§ Data shown
* * *

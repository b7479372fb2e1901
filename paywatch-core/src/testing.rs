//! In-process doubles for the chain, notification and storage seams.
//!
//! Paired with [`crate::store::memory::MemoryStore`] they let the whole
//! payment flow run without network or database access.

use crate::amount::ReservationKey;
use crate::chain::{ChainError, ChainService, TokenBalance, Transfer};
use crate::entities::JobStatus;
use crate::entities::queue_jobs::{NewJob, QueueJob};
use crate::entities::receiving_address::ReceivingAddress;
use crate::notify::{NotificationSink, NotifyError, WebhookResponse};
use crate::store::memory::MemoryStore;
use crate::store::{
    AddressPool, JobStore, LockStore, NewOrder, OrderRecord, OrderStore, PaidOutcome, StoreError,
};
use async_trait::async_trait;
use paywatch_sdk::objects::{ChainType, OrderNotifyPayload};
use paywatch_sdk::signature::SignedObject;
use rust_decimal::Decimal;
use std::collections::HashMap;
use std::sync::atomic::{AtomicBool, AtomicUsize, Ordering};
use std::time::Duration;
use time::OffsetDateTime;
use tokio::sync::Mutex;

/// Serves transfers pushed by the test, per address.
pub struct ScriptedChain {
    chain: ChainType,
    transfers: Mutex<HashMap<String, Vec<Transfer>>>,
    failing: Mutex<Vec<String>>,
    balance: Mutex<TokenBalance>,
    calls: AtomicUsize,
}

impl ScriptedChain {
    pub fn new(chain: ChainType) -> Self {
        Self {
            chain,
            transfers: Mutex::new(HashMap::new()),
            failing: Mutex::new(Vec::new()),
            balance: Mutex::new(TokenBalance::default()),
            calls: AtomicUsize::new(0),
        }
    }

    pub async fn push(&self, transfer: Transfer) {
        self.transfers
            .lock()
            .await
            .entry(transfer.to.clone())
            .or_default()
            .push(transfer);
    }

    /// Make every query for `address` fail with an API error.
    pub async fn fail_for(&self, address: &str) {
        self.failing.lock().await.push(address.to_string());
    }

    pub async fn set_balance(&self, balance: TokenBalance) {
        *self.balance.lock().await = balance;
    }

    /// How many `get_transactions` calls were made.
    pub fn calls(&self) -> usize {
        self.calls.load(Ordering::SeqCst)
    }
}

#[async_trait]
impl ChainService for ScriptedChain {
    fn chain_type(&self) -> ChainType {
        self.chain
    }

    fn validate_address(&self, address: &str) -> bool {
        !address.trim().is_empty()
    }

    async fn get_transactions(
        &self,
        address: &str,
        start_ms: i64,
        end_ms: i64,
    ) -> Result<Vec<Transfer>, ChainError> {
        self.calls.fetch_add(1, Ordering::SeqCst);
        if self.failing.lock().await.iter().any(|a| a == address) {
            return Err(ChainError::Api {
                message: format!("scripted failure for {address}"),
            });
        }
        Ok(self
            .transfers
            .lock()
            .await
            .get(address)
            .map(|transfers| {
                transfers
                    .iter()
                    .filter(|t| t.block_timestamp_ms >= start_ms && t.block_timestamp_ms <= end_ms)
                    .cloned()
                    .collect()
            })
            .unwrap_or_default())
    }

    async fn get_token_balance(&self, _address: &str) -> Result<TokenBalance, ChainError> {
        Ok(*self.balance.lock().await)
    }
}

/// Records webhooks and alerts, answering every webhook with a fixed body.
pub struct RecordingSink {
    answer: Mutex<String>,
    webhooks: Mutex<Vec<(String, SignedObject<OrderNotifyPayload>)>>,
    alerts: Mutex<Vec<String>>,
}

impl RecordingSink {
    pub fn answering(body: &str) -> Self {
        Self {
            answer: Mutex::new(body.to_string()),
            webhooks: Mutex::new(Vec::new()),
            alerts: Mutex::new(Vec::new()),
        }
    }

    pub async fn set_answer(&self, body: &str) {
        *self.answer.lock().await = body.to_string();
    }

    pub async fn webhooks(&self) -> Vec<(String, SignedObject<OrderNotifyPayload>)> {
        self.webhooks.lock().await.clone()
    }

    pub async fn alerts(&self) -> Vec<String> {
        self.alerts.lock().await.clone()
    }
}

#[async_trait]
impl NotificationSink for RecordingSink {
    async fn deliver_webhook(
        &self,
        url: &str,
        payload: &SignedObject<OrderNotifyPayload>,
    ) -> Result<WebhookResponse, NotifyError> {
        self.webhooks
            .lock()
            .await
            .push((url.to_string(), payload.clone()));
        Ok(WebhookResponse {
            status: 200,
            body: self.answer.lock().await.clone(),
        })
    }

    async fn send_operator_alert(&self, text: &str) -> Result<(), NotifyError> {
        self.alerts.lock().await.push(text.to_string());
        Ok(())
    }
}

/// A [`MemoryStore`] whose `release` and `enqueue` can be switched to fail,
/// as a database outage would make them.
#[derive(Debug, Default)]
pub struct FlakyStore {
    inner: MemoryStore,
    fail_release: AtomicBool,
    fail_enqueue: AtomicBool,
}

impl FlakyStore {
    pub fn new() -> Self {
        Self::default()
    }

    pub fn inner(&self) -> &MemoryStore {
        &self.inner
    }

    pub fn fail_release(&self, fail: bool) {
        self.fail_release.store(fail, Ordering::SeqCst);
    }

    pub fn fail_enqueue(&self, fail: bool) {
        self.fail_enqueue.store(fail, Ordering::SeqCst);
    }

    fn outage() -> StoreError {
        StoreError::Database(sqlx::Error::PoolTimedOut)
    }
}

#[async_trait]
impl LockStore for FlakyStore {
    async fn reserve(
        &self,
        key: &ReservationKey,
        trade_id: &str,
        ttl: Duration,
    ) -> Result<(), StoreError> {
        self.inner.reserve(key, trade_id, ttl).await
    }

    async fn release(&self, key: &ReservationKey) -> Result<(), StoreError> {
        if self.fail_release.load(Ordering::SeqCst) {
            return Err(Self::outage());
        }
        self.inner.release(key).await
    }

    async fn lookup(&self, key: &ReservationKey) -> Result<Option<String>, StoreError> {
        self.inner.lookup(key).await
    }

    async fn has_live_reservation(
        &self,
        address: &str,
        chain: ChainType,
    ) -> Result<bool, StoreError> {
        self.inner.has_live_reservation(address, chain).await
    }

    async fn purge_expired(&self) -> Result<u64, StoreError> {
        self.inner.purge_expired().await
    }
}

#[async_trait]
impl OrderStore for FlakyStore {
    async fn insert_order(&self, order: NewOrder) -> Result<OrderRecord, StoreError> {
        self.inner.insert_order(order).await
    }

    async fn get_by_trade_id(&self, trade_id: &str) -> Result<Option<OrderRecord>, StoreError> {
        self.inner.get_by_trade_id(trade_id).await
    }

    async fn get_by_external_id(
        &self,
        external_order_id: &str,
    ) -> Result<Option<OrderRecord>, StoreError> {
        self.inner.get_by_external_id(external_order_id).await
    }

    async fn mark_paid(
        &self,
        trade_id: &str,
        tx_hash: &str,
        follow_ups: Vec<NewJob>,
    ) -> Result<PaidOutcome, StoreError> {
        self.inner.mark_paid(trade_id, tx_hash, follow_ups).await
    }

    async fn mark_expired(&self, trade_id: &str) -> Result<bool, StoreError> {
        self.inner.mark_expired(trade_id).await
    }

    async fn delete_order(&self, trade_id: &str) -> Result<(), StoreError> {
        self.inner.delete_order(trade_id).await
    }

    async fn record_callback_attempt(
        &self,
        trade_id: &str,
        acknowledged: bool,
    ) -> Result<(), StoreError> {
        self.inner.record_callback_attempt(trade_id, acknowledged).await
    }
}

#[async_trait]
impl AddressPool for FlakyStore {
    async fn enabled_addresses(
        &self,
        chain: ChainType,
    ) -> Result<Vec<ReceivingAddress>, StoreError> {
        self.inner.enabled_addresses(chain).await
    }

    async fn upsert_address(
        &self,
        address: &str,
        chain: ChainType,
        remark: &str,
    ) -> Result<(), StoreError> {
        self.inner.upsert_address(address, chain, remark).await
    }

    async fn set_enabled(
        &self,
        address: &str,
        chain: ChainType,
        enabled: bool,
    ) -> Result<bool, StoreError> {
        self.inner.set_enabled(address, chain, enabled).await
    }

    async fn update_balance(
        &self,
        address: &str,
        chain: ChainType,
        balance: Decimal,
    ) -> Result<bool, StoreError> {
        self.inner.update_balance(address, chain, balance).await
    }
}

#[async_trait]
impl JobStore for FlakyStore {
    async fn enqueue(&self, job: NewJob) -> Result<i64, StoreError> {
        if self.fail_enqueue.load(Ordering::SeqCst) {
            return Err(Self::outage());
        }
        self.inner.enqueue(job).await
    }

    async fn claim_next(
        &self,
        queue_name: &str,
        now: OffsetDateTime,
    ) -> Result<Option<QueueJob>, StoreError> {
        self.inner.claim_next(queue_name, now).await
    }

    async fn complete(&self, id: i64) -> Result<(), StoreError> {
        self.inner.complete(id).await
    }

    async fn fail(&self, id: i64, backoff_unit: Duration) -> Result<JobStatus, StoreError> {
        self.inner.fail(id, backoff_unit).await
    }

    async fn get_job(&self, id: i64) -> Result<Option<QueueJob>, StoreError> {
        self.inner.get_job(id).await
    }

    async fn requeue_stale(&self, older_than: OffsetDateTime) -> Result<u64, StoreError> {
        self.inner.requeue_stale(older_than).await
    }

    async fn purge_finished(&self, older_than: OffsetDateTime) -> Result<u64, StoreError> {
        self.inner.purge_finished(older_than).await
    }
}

* * *

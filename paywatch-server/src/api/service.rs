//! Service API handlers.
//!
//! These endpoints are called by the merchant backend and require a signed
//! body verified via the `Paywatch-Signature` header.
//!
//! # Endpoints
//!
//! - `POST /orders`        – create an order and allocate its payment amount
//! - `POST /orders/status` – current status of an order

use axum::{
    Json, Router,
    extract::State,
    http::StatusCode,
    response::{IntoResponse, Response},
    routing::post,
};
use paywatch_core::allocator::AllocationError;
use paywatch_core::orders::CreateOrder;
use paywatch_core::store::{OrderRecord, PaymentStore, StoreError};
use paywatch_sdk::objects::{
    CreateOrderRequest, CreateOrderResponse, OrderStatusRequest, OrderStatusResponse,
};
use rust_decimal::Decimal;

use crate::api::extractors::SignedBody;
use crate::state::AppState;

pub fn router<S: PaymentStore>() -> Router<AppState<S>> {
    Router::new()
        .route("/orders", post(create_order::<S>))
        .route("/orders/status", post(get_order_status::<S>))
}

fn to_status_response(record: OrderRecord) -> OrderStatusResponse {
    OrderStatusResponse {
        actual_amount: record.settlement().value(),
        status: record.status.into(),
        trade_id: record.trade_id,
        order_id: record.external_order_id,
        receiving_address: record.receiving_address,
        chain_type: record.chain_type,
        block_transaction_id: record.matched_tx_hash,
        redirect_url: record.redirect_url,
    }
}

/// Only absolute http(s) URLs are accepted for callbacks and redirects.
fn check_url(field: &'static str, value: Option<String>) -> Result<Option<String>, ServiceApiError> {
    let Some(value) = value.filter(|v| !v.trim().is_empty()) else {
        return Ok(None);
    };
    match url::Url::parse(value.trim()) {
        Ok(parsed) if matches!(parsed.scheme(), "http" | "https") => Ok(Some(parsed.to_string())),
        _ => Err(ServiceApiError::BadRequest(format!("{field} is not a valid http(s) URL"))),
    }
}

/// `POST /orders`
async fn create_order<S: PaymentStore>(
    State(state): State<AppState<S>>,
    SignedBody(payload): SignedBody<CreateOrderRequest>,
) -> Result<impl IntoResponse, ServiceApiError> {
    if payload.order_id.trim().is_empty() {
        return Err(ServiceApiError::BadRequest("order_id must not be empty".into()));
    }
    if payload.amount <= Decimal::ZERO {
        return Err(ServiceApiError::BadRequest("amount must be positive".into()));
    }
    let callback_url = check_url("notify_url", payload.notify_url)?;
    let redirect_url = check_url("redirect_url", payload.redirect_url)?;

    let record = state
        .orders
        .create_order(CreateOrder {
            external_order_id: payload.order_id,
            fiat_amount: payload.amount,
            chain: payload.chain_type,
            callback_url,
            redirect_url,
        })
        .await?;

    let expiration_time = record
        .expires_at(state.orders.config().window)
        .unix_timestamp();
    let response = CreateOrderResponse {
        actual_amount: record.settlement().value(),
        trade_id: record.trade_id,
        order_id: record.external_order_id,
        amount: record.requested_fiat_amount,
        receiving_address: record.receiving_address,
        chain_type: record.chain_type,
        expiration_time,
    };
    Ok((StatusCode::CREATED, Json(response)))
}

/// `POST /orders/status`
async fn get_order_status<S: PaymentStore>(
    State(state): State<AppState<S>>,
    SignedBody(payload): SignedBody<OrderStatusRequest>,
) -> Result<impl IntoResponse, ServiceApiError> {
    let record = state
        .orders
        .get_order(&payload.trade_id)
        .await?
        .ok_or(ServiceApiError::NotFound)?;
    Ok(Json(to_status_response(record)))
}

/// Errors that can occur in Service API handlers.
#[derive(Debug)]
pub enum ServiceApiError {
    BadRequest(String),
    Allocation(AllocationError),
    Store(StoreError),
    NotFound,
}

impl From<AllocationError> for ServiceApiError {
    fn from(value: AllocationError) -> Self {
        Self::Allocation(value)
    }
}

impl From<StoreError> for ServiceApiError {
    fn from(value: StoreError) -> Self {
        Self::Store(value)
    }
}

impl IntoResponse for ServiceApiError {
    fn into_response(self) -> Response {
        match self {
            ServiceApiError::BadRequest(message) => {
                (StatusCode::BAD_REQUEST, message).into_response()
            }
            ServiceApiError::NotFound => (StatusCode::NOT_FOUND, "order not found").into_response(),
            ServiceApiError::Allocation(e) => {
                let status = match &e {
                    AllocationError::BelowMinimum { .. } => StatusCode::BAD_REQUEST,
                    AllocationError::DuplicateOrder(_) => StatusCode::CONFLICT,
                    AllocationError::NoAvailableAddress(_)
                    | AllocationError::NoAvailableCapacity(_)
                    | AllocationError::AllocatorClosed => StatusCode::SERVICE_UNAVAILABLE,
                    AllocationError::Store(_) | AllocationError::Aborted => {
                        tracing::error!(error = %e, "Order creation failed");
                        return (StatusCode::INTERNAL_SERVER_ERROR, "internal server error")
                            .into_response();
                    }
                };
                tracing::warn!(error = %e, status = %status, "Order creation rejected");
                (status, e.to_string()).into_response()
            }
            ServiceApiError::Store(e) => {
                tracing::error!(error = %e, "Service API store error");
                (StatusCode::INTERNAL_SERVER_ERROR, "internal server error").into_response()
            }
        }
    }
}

* * *

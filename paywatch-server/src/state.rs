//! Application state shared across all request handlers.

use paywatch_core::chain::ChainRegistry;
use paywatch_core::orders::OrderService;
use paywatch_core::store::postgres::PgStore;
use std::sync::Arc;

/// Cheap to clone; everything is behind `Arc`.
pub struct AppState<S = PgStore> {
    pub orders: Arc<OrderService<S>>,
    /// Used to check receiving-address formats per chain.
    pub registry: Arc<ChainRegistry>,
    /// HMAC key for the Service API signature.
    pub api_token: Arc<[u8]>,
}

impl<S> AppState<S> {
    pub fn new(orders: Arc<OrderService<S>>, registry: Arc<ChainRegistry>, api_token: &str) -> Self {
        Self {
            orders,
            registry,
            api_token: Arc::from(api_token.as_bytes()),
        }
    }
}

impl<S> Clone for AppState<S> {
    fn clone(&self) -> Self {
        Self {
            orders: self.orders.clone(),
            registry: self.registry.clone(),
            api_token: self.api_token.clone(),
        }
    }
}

* * *

§ Activity
Count every line of the data above that includes the word "JobStore", then state the total and nothing more.

§ Solution for this exercise
2